Every line from the one with "let dr = match" to the one with "if sq.rank() == Rank::pawns(side)", including those two, is to be copied exactly; all other lines of the entries below are left out.

┌──

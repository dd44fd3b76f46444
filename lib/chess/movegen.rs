use crate::chess::{Bitboard, Board, Piece, Rank, Role, Side, Square};

const ORTHOGONAL: [(i8, i8); 4] = [(1, 0), (-1, 0), (0, 1), (0, -1)];
const DIAGONAL: [(i8, i8); 4] = [(1, 1), (1, -1), (-1, 1), (-1, -1)];

const KING: [(i8, i8); 8] = [
    (1, 0),
    (-1, 0),
    (0, 1),
    (0, -1),
    (1, 1),
    (1, -1),
    (-1, 1),
    (-1, -1),
];

const KNIGHT: [(i8, i8); 8] = [
    (1, 2),
    (2, 1),
    (2, -1),
    (1, -2),
    (-1, -2),
    (-2, -1),
    (-2, 1),
    (-1, 2),
];

const STAR: [(i8, i8); 8] = [
    (1, 1),
    (1, -1),
    (-1, 1),
    (-1, -1),
    (2, 0),
    (-2, 0),
    (0, 2),
    (0, -2),
];

// Every offset of the 5x5 block centered on the piece.
const JOKER: [(i8, i8); 24] = {
    let mut steps = [(0, 0); 24];
    let mut i = 0;
    let mut df = -2;
    while df <= 2 {
        let mut dr = -2;
        while dr <= 2 {
            if df != 0 || dr != 0 {
                steps[i] = (df, dr);
                i += 1;
            }

            dr += 1;
        }

        df += 1;
    }

    steps
};

impl Board {
    /// The [pseudo-legal] destinations of the piece on a [`Square`].
    ///
    /// These obey the piece's movement pattern and never land on a friendly piece,
    /// but may leave the mover's own king attacked.
    /// The result is empty if the square is empty.
    ///
    /// [pseudo-legal]: https://www.chessprogramming.org/Pseudo-Legal_Move
    pub fn pseudo_legal(&self, sq: Square) -> Bitboard {
        match self[sq] {
            None => Bitboard::empty(),
            Some(p) => reach(sq, p, self.by_side(p.side()), self.by_side(!p.side())),
        }
    }

    /// Whether a [`Square`] is reached by any pseudo-legal move of a [`Side`].
    ///
    /// Whether those moves would leave the attacker's own king in check is irrelevant.
    pub fn is_attacked(&self, sq: Square, by: Side) -> bool {
        let ours = self.by_side(by);
        let theirs = self.by_side(!by);

        self.iter()
            .filter(|(p, _)| p.side() == by)
            .any(|(p, wc)| reach(wc, p, ours, theirs).contains(sq))
    }
}

fn reach(sq: Square, piece: Piece, ours: Bitboard, theirs: Bitboard) -> Bitboard {
    let occupied = ours | theirs;

    let reach = match piece.role() {
        Role::Pawn => pawn(sq, piece.side(), occupied, theirs),
        Role::Knight => Bitboard::leap(sq, &KNIGHT),
        Role::Bishop => Bitboard::slide(sq, &DIAGONAL, occupied),
        Role::Rook => Bitboard::slide(sq, &ORTHOGONAL, occupied),
        Role::Queen => Bitboard::slide(sq, &KING, occupied),
        Role::King => Bitboard::leap(sq, &KING),
        Role::Star => Bitboard::leap(sq, &STAR),
        Role::Joker => Bitboard::leap(sq, &JOKER),
    };

    reach & !ours
}

fn pawn(sq: Square, side: Side, occupied: Bitboard, theirs: Bitboard) -> Bitboard {
    let dr = match side {
        Side::White => 1,
        Side::Black => -1,
    };

    let mut reach = Bitboard::empty();

    if let Some(one) = sq.offset(0, dr).filter(|&s| !occupied.contains(s)) {
        reach = reach.with(one);
        if sq.rank() == Rank::pawns(side) {
            if let Some(two) = one.offset(0, dr).filter(|&s| !occupied.contains(s)) {
                reach = reach.with(two);
            }
        }
    }

    let captures = Bitboard::leap(sq, &[(-1, dr), (1, dr)]);
    reach | (captures & theirs)
}

#[cfg(test)]
mod tests {
    use super::*;
    use crate::util::Integer;
    use test_strategy::proptest;

    fn lone(p: Piece, sq: Square) -> Board {
        let mut board = Board::empty();
        board.set(sq, Some(p));
        board
    }

    fn chebyshev(a: Square, b: Square) -> i8 {
        (a.file() - b.file()).abs().max((a.rank() - b.rank()).abs())
    }

    #[test]
    fn joker_steps_cover_the_five_by_five_block() {
        for (i, a) in JOKER.iter().enumerate() {
            assert_ne!(*a, (0, 0));
            assert!(a.0.abs() <= 2 && a.1.abs() <= 2);
            assert!(!JOKER[i + 1..].contains(a));
        }
    }

    #[proptest]
    fn empty_square_has_no_moves(b: Board, #[filter(#b[#sq].is_none())] sq: Square) {
        assert_eq!(b.pseudo_legal(sq), Bitboard::empty());
    }

    #[proptest]
    fn pieces_never_move_onto_friendly_pieces(
        b: Board,
        #[filter(#b[#sq].is_some())] sq: Square,
    ) {
        let side = b[sq].map(|p| p.side()).unwrap();
        assert_eq!(b.pseudo_legal(sq) & b.by_side(side), Bitboard::empty());
    }

    #[proptest]
    fn pieces_never_stay_in_place(b: Board, sq: Square) {
        assert!(!b.pseudo_legal(sq).contains(sq));
    }

    #[proptest]
    fn pawn_never_moves_backwards(
        b: Board,
        #[filter(#b[#sq].is_some_and(|p| p.role() == Role::Pawn))] sq: Square,
    ) {
        let side = b[sq].map(|p| p.side()).unwrap();
        for t in b.pseudo_legal(sq) {
            match side {
                Side::White => assert!(t.rank() > sq.rank()),
                Side::Black => assert!(t.rank() < sq.rank()),
            }
        }
    }

    #[proptest]
    fn pawn_only_moves_diagonally_to_capture(
        b: Board,
        #[filter(#b[#sq].is_some_and(|p| p.role() == Role::Pawn))] sq: Square,
    ) {
        let side = b[sq].map(|p| p.side()).unwrap();
        for t in b.pseudo_legal(sq) {
            if t.file() != sq.file() {
                assert_eq!(b[t].map(|p| p.side()), Some(!side));
            } else {
                assert_eq!(b[t], None);
            }
        }
    }

    #[test]
    fn pawn_steps_once_or_twice_from_its_starting_rank() {
        let b = lone(Piece::WhitePawn, Square::C2);
        assert_eq!(
            Vec::from_iter(b.pseudo_legal(Square::C2)),
            vec![Square::C3, Square::C4]
        );

        let b = lone(Piece::BlackPawn, Square::C5);
        assert_eq!(
            Vec::from_iter(b.pseudo_legal(Square::C5)),
            vec![Square::C3, Square::C4]
        );
    }

    #[test]
    fn pawn_steps_once_beyond_its_starting_rank() {
        let b = lone(Piece::WhitePawn, Square::C3);
        assert_eq!(Vec::from_iter(b.pseudo_legal(Square::C3)), vec![Square::C4]);
    }

    #[test]
    fn pawn_cannot_jump_over_a_blocker() {
        let mut b = lone(Piece::WhitePawn, Square::C2);
        b.set(Square::C3, Some(Piece::BlackKnight));
        assert_eq!(b.pseudo_legal(Square::C2), Bitboard::empty());

        let mut b = lone(Piece::WhitePawn, Square::C2);
        b.set(Square::C4, Some(Piece::BlackKnight));
        assert_eq!(Vec::from_iter(b.pseudo_legal(Square::C2)), vec![Square::C3]);
    }

    #[test]
    fn pawn_captures_diagonally_forward() {
        let mut b = lone(Piece::BlackPawn, Square::D4);
        b.set(Square::C3, Some(Piece::WhiteRook));
        b.set(Square::E3, Some(Piece::BlackRook));
        b.set(Square::E5, Some(Piece::WhiteRook));
        assert_eq!(
            Vec::from_iter(b.pseudo_legal(Square::D4)),
            vec![Square::C3, Square::D3]
        );
    }

    #[test]
    fn knight_leaps_in_l_shapes() {
        let mut b = lone(Piece::WhiteKnight, Square::B1);
        b.set(Square::A2, Some(Piece::WhitePawn));
        b.set(Square::B2, Some(Piece::WhitePawn));
        b.set(Square::D2, Some(Piece::BlackPawn));
        assert_eq!(
            Vec::from_iter(b.pseudo_legal(Square::B1)),
            vec![Square::D2, Square::A3, Square::C3]
        );
    }

    #[test]
    fn bishop_slides_diagonally_until_blocked() {
        let mut b = lone(Piece::WhiteBishop, Square::C3);
        b.set(Square::D4, Some(Piece::BlackPawn));
        b.set(Square::B2, Some(Piece::WhitePawn));
        assert_eq!(
            Vec::from_iter(b.pseudo_legal(Square::C3)),
            vec![Square::E1, Square::D2, Square::B4, Square::D4, Square::A5]
        );
    }

    #[test]
    fn rook_slides_orthogonally_until_blocked() {
        let mut b = lone(Piece::BlackRook, Square::A6);
        b.set(Square::A4, Some(Piece::WhitePawn));
        b.set(Square::D6, Some(Piece::BlackKing));
        assert_eq!(
            Vec::from_iter(b.pseudo_legal(Square::A6)),
            vec![Square::A4, Square::A5, Square::B6, Square::C6]
        );
    }

    #[proptest]
    fn queen_moves_like_rook_and_bishop_combined(mut b: Board, sq: Square, s: Side) {
        b.set(sq, Some(Piece::new(Role::Rook, s)));
        let rook = b.pseudo_legal(sq);
        b.set(sq, Some(Piece::new(Role::Bishop, s)));
        let bishop = b.pseudo_legal(sq);
        b.set(sq, Some(Piece::new(Role::Queen, s)));
        assert_eq!(b.pseudo_legal(sq), rook | bishop);
    }

    #[proptest]
    fn king_moves_to_adjacent_squares(s: Side, sq: Square) {
        let b = lone(Piece::new(Role::King, s), sq);
        let reach = b.pseudo_legal(sq);
        assert_eq!(
            reach,
            Bitboard::from_iter(Square::iter().filter(|&t| chebyshev(sq, t) == 1))
        );
    }

    #[test]
    fn star_moves_one_diagonal_or_two_orthogonal() {
        let b = lone(Piece::WhiteStar, Square::C3);
        assert_eq!(
            Vec::from_iter(b.pseudo_legal(Square::C3)),
            vec![
                Square::C1,
                Square::B2,
                Square::D2,
                Square::A3,
                Square::E3,
                Square::B4,
                Square::D4,
                Square::C5
            ]
        );
    }

    #[test]
    fn star_leaps_over_occupied_squares() {
        let mut b = lone(Piece::WhiteStar, Square::F1);
        b.set(Square::F2, Some(Piece::WhitePawn));
        b.set(Square::E1, Some(Piece::WhiteBishop));
        b.set(Square::E2, Some(Piece::WhitePawn));
        assert_eq!(
            Vec::from_iter(b.pseudo_legal(Square::F1)),
            vec![Square::D1, Square::F3]
        );
    }

    #[test]
    fn joker_on_c3_reaches_every_square_within_two_steps() {
        let mut b = lone(Piece::WhiteJoker, Square::C3);
        for sq in [Square::B2, Square::C2, Square::D2, Square::B3, Square::D3] {
            b.set(sq, Some(Piece::BlackPawn));
        }

        for sq in [Square::B4, Square::C4, Square::D4] {
            b.set(sq, Some(Piece::BlackKnight));
        }

        let reach = b.pseudo_legal(Square::C3);
        assert_eq!(reach.len(), 24);
        let expected = Square::iter().filter(|&t| t != Square::C3 && chebyshev(Square::C3, t) <= 2);
        assert_eq!(reach, Bitboard::from_iter(expected));
    }

    #[proptest]
    fn joker_reaches_every_square_within_two_steps(s: Side, sq: Square) {
        let b = lone(Piece::new(Role::Joker, s), sq);
        let expected = Square::iter().filter(|&t| t != sq && chebyshev(sq, t) <= 2);
        assert_eq!(b.pseudo_legal(sq), Bitboard::from_iter(expected));
    }

    #[test]
    fn joker_in_corner_is_clipped_by_the_edges() {
        let b = lone(Piece::BlackJoker, Square::A1);
        assert_eq!(b.pseudo_legal(Square::A1).len(), 8);
    }

    #[proptest]
    fn square_is_attacked_iff_reached_by_a_piece_of_the_side(b: Board, sq: Square, s: Side) {
        let reached = b
            .by_side(s)
            .into_iter()
            .fold(Bitboard::empty(), |bb, wc| bb | b.pseudo_legal(wc));

        assert_eq!(b.is_attacked(sq, s), reached.contains(sq));
    }

    #[test]
    fn pawn_pushes_do_not_attack_occupied_squares() {
        let mut b = lone(Piece::WhitePawn, Square::E2);
        b.set(Square::E3, Some(Piece::BlackKing));
        assert!(!b.is_attacked(Square::E3, Side::White));

        b.set(Square::F3, Some(Piece::BlackKing));
        b.set(Square::E3, None);
        assert!(b.is_attacked(Square::F3, Side::White));
    }

    #[test]
    fn sliders_are_blocked_by_any_piece() {
        let mut b = lone(Piece::WhiteRook, Square::A1);
        b.set(Square::A3, Some(Piece::BlackKing));
        b.set(Square::A2, Some(Piece::WhitePawn));
        assert!(!b.is_attacked(Square::A3, Side::White));

        b.set(Square::A2, None);
        assert!(b.is_attacked(Square::A3, Side::White));
        assert!(!b.is_attacked(Square::A4, Side::White));
        assert!(b.is_attacked(Square::F1, Side::White));
        assert!(!b.is_attacked(Square::B2, Side::White));
    }
}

└──

> **Answer for this exercise**:
    let dr = match side {
        Side::White => 1,
        Side::Black => -1,
    };

    let mut reach = Bitboard::empty();

    if let Some(one) = sq.offset(0, dr).filter(|&s| !occupied.contains(s)) {
        reach = reach.with(one);
        if sq.rank() == Rank::pawns(side) {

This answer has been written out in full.